Under the rules, group health plans, in seeking information for wellness programs, cannot attach a request for family medical history to any penalty or, as is far more common, any benefit.  I have some acquaintances that are happy about the possibility of not having the administrative headache with running their small businesses.  Long and short of all of it is that the process has evolved into an administrative nightmare that nobody likes and it takes time to review all the contracts and look for different options too to make sure they are making a good selection(s).   While we talk about the small employers here, as mentioned in this article there could be some big ones bailing too. 

The whole process of what employee benefit packages were set out to be years ago has evolved way beyond the initial design and with current technologies and economics today perhaps there’s a change in the air.  BD 

Millions of American workers could discover that they no longer have employer-provided health insurance as ObamaCare is phased in. That's because employers are quickly discovering that it may be cheaper to pay fines to the government than to insure workers.

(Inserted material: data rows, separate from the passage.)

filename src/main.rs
#![allow(clippy::enum_variant_names)]

use std::process::ExitCode;

use colored::Colorize as _;
use snafu::Report;
use tracing::debug;

use crate::{application::Application, cli::Cli};

mod application;
mod cli;
mod ext;
mod filesystem;
mod project;

fn main() -> ExitCode {
    let Some(cli_args) = Cli::parse_or_help() else {
        return ExitCode::FAILURE;
    };
    setup_tracing(&cli_args);
    setup_colors();
    debug!("Parsed CLI arguments: {cli_args:?}");

    match Application::run(cli_args) {
        Ok(summary) => {
            println!("{}", summary.to_string().green());
            ExitCode::SUCCESS
        }
        Err(err) => {
            println!("{}", Report::from_error(err).to_string().red());
            ExitCode::FAILURE
        }
    }
}

fn setup_tracing(cli_args: &Cli) {
    if let Some(level) = cli_args.log_level.to_tracing_level() {
        tracing_subscriber::fmt()
            .with_max_level(level)
            .with_writer(std::io::stderr)
            .without_time()
            .compact()
            .init();
    }
}

fn setup_colors() {
    let stdout_has_colors = supports_color::on(supports_color::Stream::Stdout).is_some();
    colored::control::set_override(stdout_has_colors);
}
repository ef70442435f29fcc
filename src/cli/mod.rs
#[allow(clippy::module_inception)]
mod cli;

pub use cli::Cli;
mod path_ext;

pub use path_ext::PathExt;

AT&T, Caterpillar, John Deere and Verizon have all made internal calculations, according the House Energy and Commerce Committee, to determine how much could be saved by a) dropping their employer-provided insurance, b) paying a fine of $2,000 per employee, and c) leaving their employees with the option of buying highly-subsidized insurance in the newly created health-insurance exchange.

If this same worker goes to the health-insurance exchange, however, the federal government will pay almost all the premiums, plus reimburse the employee for most out-of-pocket costs. All told, the CBO estimates the total subsidy would be about $19,400—almost $17,000 more than the subsidy for employer-provided insurance.

In general, anyone with a family income of $80,000 or less will get a bigger subsidy in the exchange than the tax subsidy available at work.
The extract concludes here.